Same Problem, Two Approaches
By the summer of 1942, the IJN should have been celebrating. In December 1941, it had unleashed an offensive of unprecedented size and scope, rapidly capturing Guam, Singapore, and the Philippines. There were setbacks—most notably the Battle of the Coral Sea in May 1942—but a decisive victory was expected in June. As the IJN’s Combined Fleet approached Midway, it outnumbered its U.S. opponents in every category that mattered.
But during the Battle of Midway, the Pacific Fleet surprised the IJN, sank four carriers of the Kido Butai, and turned the tide of the war in the Pacific.
How did the U.S. Navy triumph? There are many answers: Code-breaking was significant, as was the initiative of pilots such as Lieutenant Commander Wade McClusky, commander of the USS Enterprise (CV-6) air group. However, Jonathan Parshall and Anthony Tully, authors of Shattered Sword: The Untold Story of the Battle of Midway, contend the IJN’s fate was sealed more than a decade prior. After examining the battle from the IJN’s perspective, they conclude that crucial decisions during the fight were informed by beliefs and assumptions that had been ingrained long before.2
By 1929, the Japanese Navy had locked into a doctrine of massive and devastating first strike. It expected a hard first punch would wreck the opposing fleet and destroy the adversary’s will to fight. This was an extrapolation from the Russo-Japanese War and the logic behind the Pearl Harbor raid. This emphasis on “decisive battle” anchored the IJN’s plans. Confident in its conclusion, the IJN set to work designing tactics and force structure around the concept—building planes and ships that could secure an initial advantage by striking first at extreme range.3
Although the emphasis on decisive battle brought focus, it also created a dangerous certainty, which influenced the IJN’s decision-making. Parshall and Tully describe how in war games conducted before Midway the threat of a potentially more assertive Pacific Fleet that might fight differently than expected was brushed aside. In part, this can be attributed to the personal prestige Admiral Isoroku Yamamoto, Commander-in-Chief of the Combined Fleet, had invested in the Midway plan, but the emphasis on decisive battle also played a role.

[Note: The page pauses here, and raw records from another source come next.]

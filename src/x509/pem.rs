//! PEM armour detection and decoding.
//!
//! # References
//!
//! - [RFC 7468](https://datatracker.ietf.org/doc/html/rfc7468)

use crate::{Error, Result, encoding::Base64Codec};

const BEGIN: &[u8] = b"-----BEGIN CERTIFICATE-----";
const END: &[u8] = b"-----END CERTIFICATE-----";

/// `true` if the input looks like PEM text rather than DER.
pub(crate) fn is_pem(input: &[u8]) -> bool {
    input.trim_ascii_start().starts_with(b"-----BEGIN ")
}

/// Decodes the first `CERTIFICATE` block.
pub(crate) fn decode(input: &[u8]) -> Result<Vec<u8>> {
    let text: &[u8] = input.trim_ascii_start();

    let Some(text) = text.strip_prefix(BEGIN) else {
        log::error!("PEM input does not start with a CERTIFICATE label");
        return Err(Error::MalformedCertificate);
    };

    let Some(end) = text.windows(END.len()).position(|window| window == END) else {
        log::error!("PEM input is missing the END CERTIFICATE line");
        return Err(Error::MalformedCertificate);
    };

    let trailer: &[u8] = &text[end + END.len()..];
    if !trailer.trim_ascii().is_empty() {
        log::debug!("ignoring {} bytes after the first PEM block", trailer.len());
    }

    let body: Vec<u8> = text[..end]
        .iter()
        .copied()
        .filter(|byte| !byte.is_ascii_whitespace())
        .collect();

    Base64Codec::new()
        .max_decoded_len(input.len())
        .decode(&body)
        .map_err(|e| {
            log::error!("PEM body is not valid Base64: {e}");
            Error::MalformedCertificate
        })
}
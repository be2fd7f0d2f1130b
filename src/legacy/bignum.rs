//! Fixed-capacity unsigned integers with Montgomery multiplication.
//!
//! Sized for moduli up to [`MAX_MODULUS_LEN`] bytes. Limbs are little-endian
//! `u32` words so every partial product fits in a `u64`.
//!
//! # References
//!
//! - [Analyzing and Comparing Montgomery Multiplication Algorithms](https://www.microsoft.com/en-us/research/wp-content/uploads/1996/01/j37acmon.pdf)
//!   (Koç, Acar, Kaliski), the CIOS method

use std::fmt;

use crate::{Error, Result};

/// Largest supported modulus in bytes (4096 bits).
pub const MAX_MODULUS_LEN: usize = 512;

const LIMB_BYTES: usize = size_of::<u32>();
const LIMBS: usize = MAX_MODULUS_LEN / LIMB_BYTES;

#[derive(Clone, Copy, PartialEq, Eq)]
pub(crate) struct Uint {
    limbs: [u32; LIMBS],
}

impl fmt::Debug for Uint {
    fn fmt(&self, f: &mut fmt::Formatter<'_>) -> fmt::Result {
        write!(f, "Uint({})", hex::encode(self.to_be_bytes(MAX_MODULUS_LEN)))
    }
}

impl Uint {
    pub(crate) const ZERO: Self = Self { limbs: [0; LIMBS] };

    fn one() -> Self {
        let mut one: Self = Self::ZERO;
        one.limbs[0] = 1;
        one
    }

    /// `None` if the value needs more than [`MAX_MODULUS_LEN`] bytes.
    pub(crate) fn from_be_bytes(bytes: &[u8]) -> Option<Self> {
        let bytes: &[u8] = crate::asn1::strip_leading_zeros(bytes);
        if bytes.len() > MAX_MODULUS_LEN {
            return None;
        }

        let mut out: Self = Self::ZERO;
        for (idx, &byte) in bytes.iter().rev().enumerate() {
            out.limbs[idx / LIMB_BYTES] |= u32::from(byte) << (8 * (idx % LIMB_BYTES));
        }
        Some(out)
    }

    /// The low `len` bytes, most significant first.
    pub(crate) fn to_be_bytes(&self, len: usize) -> Vec<u8> {
        let mut out: Vec<u8> = vec![0; len];
        for (idx, byte) in out.iter_mut().rev().enumerate().take(MAX_MODULUS_LEN) {
            *byte = (self.limbs[idx / LIMB_BYTES] >> (8 * (idx % LIMB_BYTES))) as u8;
        }
        out
    }

    pub(crate) fn is_zero(&self) -> bool {
        self.limbs.iter().all(|&limb| limb == 0)
    }

    /// `self - other` over the low `len` limbs, with the final borrow.
    fn sub(&self, other: &Self, len: usize) -> (Self, u32) {
        let mut out: Self = Self::ZERO;
        let mut borrow: u64 = 0;
        for idx in 0..len {
            let diff: u64 = u64::from(self.limbs[idx])
                .wrapping_sub(u64::from(other.limbs[idx]))
                .wrapping_sub(borrow);
            out.limbs[idx] = diff as u32;
            borrow = diff >> 63;
        }
        (out, borrow as u32)
    }

    /// Picks `a` where `mask` is all ones and `b` where it is zero, without
    /// branching on the mask.
    fn select(mask: u32, a: &Self, b: &Self) -> Self {
        let mut out: Self = Self::ZERO;
        for ((o, &x), &y) in out.limbs.iter_mut().zip(&a.limbs).zip(&b.limbs) {
            *o = (x & mask) | (y & !mask);
        }
        out
    }

    /// Reduces `value + top * 2^(32 * len)`, known to be below `2n`, into
    /// `[0, n)`.
    fn reduce_once(value: &Self, top: u32, n: &Self, len: usize) -> Self {
        let (diff, borrow) = value.sub(n, len);
        // keep `value` only when the subtraction underflowed past `top`
        let keep: u32 = (u64::from(top).wrapping_sub(u64::from(borrow)) >> 63) as u32;
        Self::select(keep.wrapping_neg(), value, &diff)
    }
}

/// Montgomery arithmetic modulo an odd `n`.
#[derive(Debug, Clone)]
pub(crate) struct Montgomery {
    n: Uint,
    /// `-n^-1 mod 2^32`
    n0_inv: u32,
    /// Active limbs of `n`.
    len: usize,
    /// `R^2 mod n` with `R = 2^(32 * len)`.
    r2: Uint,
}

impl Montgomery {
    pub(crate) fn new(modulus: &[u8]) -> Result<Self> {
        let Some(n) = Uint::from_be_bytes(modulus) else {
            log::error!(
                "modulus of {} bytes exceeds the {MAX_MODULUS_LEN} byte limit",
                crate::asn1::strip_leading_zeros(modulus).len()
            );
            return Err(Error::InvalidKey);
        };

        if n.limbs[0] & 1 == 0 {
            log::error!("modulus is even or zero");
            return Err(Error::InvalidKey);
        }
        if n == Uint::one() {
            log::error!("modulus is one");
            return Err(Error::InvalidKey);
        }

        let len: usize = crate::asn1::strip_leading_zeros(modulus)
            .len()
            .div_ceil(LIMB_BYTES);

        // Newton iteration doubles the correct low bits each round
        let n0: u32 = n.limbs[0];
        let mut inv: u32 = 1;
        for _ in 0..5 {
            inv = inv.wrapping_mul(2u32.wrapping_sub(n0.wrapping_mul(inv)));
        }

        let mut ctx: Self = Self {
            n,
            n0_inv: inv.wrapping_neg(),
            len,
            r2: Uint::ZERO,
        };

        // 2^(64 * len) mod n by doubling from 1
        let mut r2: Uint = Uint::one();
        for _ in 0..(64 * len) {
            r2 = ctx.double(&r2);
        }
        ctx.r2 = r2;

        Ok(ctx)
    }

    /// `true` if `value < n`.
    pub(crate) fn is_reduced(&self, value: &Uint) -> bool {
        value.limbs[self.len..].iter().all(|&limb| limb == 0) && value.sub(&self.n, self.len).1 == 1
    }

    /// `2 * a mod n` for `a < n`.
    fn double(&self, a: &Uint) -> Uint {
        let mut out: Uint = Uint::ZERO;
        let mut carry: u32 = 0;
        for idx in 0..self.len {
            out.limbs[idx] = (a.limbs[idx] << 1) | carry;
            carry = a.limbs[idx] >> 31;
        }
        Uint::reduce_once(&out, carry, &self.n, self.len)
    }

    /// `a * b * R^-1 mod n` for `a, b < n`.
    fn mul(&self, a: &Uint, b: &Uint) -> Uint {
        let len: usize = self.len;
        let n: &[u32; LIMBS] = &self.n.limbs;
        let mut t: [u32; LIMBS + 2] = [0; LIMBS + 2];

        for i in 0..len {
            let bi: u64 = u64::from(b.limbs[i]);

            let mut carry: u64 = 0;
            for j in 0..len {
                let s: u64 = u64::from(t[j]) + u64::from(a.limbs[j]) * bi + carry;
                t[j] = s as u32;
                carry = s >> 32;
            }
            let s: u64 = u64::from(t[len]) + carry;
            t[len] = s as u32;
            t[len + 1] = (s >> 32) as u32;

            let m: u64 = u64::from(t[0].wrapping_mul(self.n0_inv));
            let s: u64 = u64::from(t[0]) + m * u64::from(n[0]);
            let mut carry: u64 = s >> 32;
            for j in 1..len {
                let s: u64 = u64::from(t[j]) + m * u64::from(n[j]) + carry;
                t[j - 1] = s as u32;
                carry = s >> 32;
            }
            let s: u64 = u64::from(t[len]) + carry;
            t[len - 1] = s as u32;
            t[len] = t[len + 1] + (s >> 32) as u32;
            t[len + 1] = 0;
        }

        let mut out: Uint = Uint::ZERO;
        out.limbs[..len].copy_from_slice(&t[..len]);
        Uint::reduce_once(&out, t[len], &self.n, len)
    }

    /// `base^exponent mod n` for `base < n`.
    ///
    /// Every exponent bit costs one squaring and one multiplication; the
    /// product is kept or dropped with a masked select.
    pub(crate) fn pow(&self, base: &Uint, exponent: &[u8]) -> Uint {
        let base_m: Uint = self.mul(base, &self.r2);
        let mut acc: Uint = self.mul(&Uint::one(), &self.r2);

        for &byte in exponent {
            for shift in (0..8).rev() {
                acc = self.mul(&acc, &acc);
                let product: Uint = self.mul(&acc, &base_m);
                let bit: u32 = u32::from((byte >> shift) & 1);
                acc = Uint::select(bit.wrapping_neg(), &product, &acc);
            }
        }

        self.mul(&acc, &Uint::one())
    }
}
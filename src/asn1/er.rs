//! The restricted encoding of the legacy negotiation layer.
//!
//! Lengths are short form, `0x81 nn` or `0x82 nn nn`. A tag number above 30
//! is carried in a single octet after the `0x1F` marker.

use super::{CONSTRUCTED, Class, ContentLength, TAG_MASK};
use crate::{ByteCursor, Error, Result};

pub(super) fn read_identifier(cursor: &mut ByteCursor<'_>) -> Result<(Class, bool, u32)> {
    let mut c: ByteCursor = *cursor;

    let first: u8 = c.read_u8()?;
    let number: u8 = if first & TAG_MASK != TAG_MASK {
        first & TAG_MASK
    } else {
        let number: u8 = c.read_u8()?;
        if number < TAG_MASK {
            log::error!("ER high tag form used for low tag number {number}");
            return Err(Error::InvalidTag);
        }
        number
    };

    *cursor = c;
    Ok((
        Class::from_identifier(first),
        first & CONSTRUCTED != 0,
        u32::from(number),
    ))
}

pub(super) fn read_length(cursor: &mut ByteCursor<'_>) -> Result<ContentLength> {
    let mut c: ByteCursor = *cursor;

    let first: u8 = c.read_u8()?;
    let len: usize = match first {
        0x00..=0x7F => usize::from(first),
        0x81 => usize::from(c.read_u8()?),
        0x82 => usize::from(c.read_u16_be()?),
        _ => {
            log::error!("ER length octet 0x{first:02X} is not supported");
            return Err(Error::InvalidLength);
        }
    };

    *cursor = c;
    Ok(ContentLength::Definite(len))
}

pub(super) fn write_identifier(out: &mut Vec<u8>, leading: u8, number: u32) -> Result<()> {
    match u8::try_from(number) {
        Ok(number) if number < TAG_MASK => out.push(leading | number),
        Ok(number) => out.extend_from_slice(&[leading | TAG_MASK, number]),
        Err(_) => {
            log::error!("ER cannot encode tag number {number}");
            return Err(Error::InvalidTag);
        }
    }
    Ok(())
}

pub(super) fn write_length(out: &mut Vec<u8>, len: usize) -> Result<()> {
    match len {
        0x00..=0x7F => out.push(len as u8),
        0x80..=0xFF => out.extend_from_slice(&[0x81, len as u8]),
        0x100..=0xFFFF => {
            out.push(0x82);
            out.extend_from_slice(&(len as u16).to_be_bytes());
        }
        _ => {
            log::error!("ER cannot encode length {len}");
            return Err(Error::InvalidLength);
        }
    }
    Ok(())
}

#[cfg(test)]
mod tests {
    use super::{read_length, write_identifier, write_length};
    use crate::asn1::ContentLength;
    use crate::{ByteCursor, Error};

    #[test]
    fn length_limits() {
        let mut out = Vec::new();
        write_length(&mut out, 0xFFFF).unwrap();
        assert_eq!(out, [0x82, 0xFF, 0xFF]);
        let mut cursor = ByteCursor::new(&out);
        assert_eq!(read_length(&mut cursor).unwrap(), ContentLength::Definite(0xFFFF));

        assert!(matches!(
            write_length(&mut Vec::new(), 0x1_0000),
            Err(Error::InvalidLength)
        ));
    }

    #[test]
    fn indefinite_is_rejected() {
        let mut cursor = ByteCursor::new(&[0x80]);
        assert!(matches!(read_length(&mut cursor), Err(Error::InvalidLength)));
        assert_eq!(cursor.position(), 0);
    }

    #[test]
    fn tag_number_limit() {
        let mut out = Vec::new();
        write_identifier(&mut out, 0x60, 101).unwrap();
        assert_eq!(out, [0x7F, 101]);
        assert!(matches!(
            write_identifier(&mut Vec::new(), 0x60, 256),
            Err(Error::InvalidTag)
        ));
    }
}
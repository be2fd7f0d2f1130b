use std::fmt;

use super::Context as _;
use crate::{ByteCursor, Result, asn1::Dialect};

pub(crate) const RSA_ENCRYPTION: &str = "1.2.840.113549.1.1.1";
pub(crate) const SUBJECT_ALT_NAME: &str = "2.5.29.17";
pub(crate) const COMMON_NAME: &str = "2.5.4.3";

/// Dotted decimal form of an `OBJECT IDENTIFIER`.
///
/// # References
///
/// - X.690 Section 8.19
#[derive(Debug, Clone, Eq, PartialEq)]
pub(crate) struct ObjectIdentifier {
    repr: String,
}

impl fmt::Display for ObjectIdentifier {
    fn fmt(&self, f: &mut fmt::Formatter<'_>) -> fmt::Result {
        f.write_str(&self.repr)
    }
}

impl ObjectIdentifier {
    pub(crate) fn as_str(&self) -> &str {
        &self.repr
    }

    fn decode(name: &str, content: &[u8]) -> Option<Self> {
        if content.is_empty() {
            log::error!("{name} must not be empty");
            return None;
        }

        let mut arcs: Vec<u64> = Vec::new();
        let mut acc: u64 = 0;
        let mut in_progress: bool = false;

        for &byte in content {
            if !in_progress && byte == 0x80 {
                log::error!("{name} has a subidentifier with a leading zero group");
                return None;
            }
            if acc > u64::MAX >> 7 {
                log::error!("{name} has a subidentifier wider than 64 bits");
                return None;
            }
            acc = (acc << 7) | u64::from(byte & 0x7F);
            in_progress = byte & 0x80 != 0;
            if !in_progress {
                arcs.push(acc);
                acc = 0;
            }
        }

        if in_progress {
            log::error!("{name} has an unterminated multi-byte encoding");
            return None;
        }

        // the first subidentifier packs two arcs, X.690 Section 8.19.4
        let first: u64 = arcs[0];
        let (arc0, arc1) = match first {
            0..40 => (0, first),
            40..80 => (1, first - 40),
            _ => (2, first - 80),
        };

        let mut repr: String = format!("{arc0}.{arc1}");
        for arc in &arcs[1..] {
            repr.push('.');
            repr.push_str(&arc.to_string());
        }

        Some(Self { repr })
    }

    pub(crate) fn deser(name: &str, cursor: &mut ByteCursor<'_>) -> Result<Self> {
        let content: &[u8] = Dialect::Ber.read_object_identifier(cursor).context(name)?;
        Self::decode(name, content).context(name)
    }
}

As a result, the IJN missed an opportunity to learn from the initiative of younger officers who were playing the role of the U.S. Navy, assess flaws in their assumptions, and improve their plans.
Generating a Learning Culture
The U.S. Navy’s approach contrasted markedly with that of the IJN. Starting in the 1890s, senior Navy officers emphasized experimentation and distributed decision-making. One reason for this was technology was undergoing a step change, marked by the introduction of the destroyer, the submarine, the dreadnought battleship, steam-turbine propulsion, and radio. Modern ships were faster, more lethal, and could fight at longer ranges; naval combat was transforming.
In such an environment, it would have been reasonable for the Navy hierarchy to determine an effective approach and then impose it on the fleet. There were calls for new tactical forms and rigorous experimentation to determine the best ones. The Navy’s “Battle Plan No. 1” was such a concept. This is a comfortable pattern: Assign the problem to a dedicated team of “experts,” have them determine solutions, and then have the fleet execute those solutions and measure compliance. Other navies of the day followed patterns like this.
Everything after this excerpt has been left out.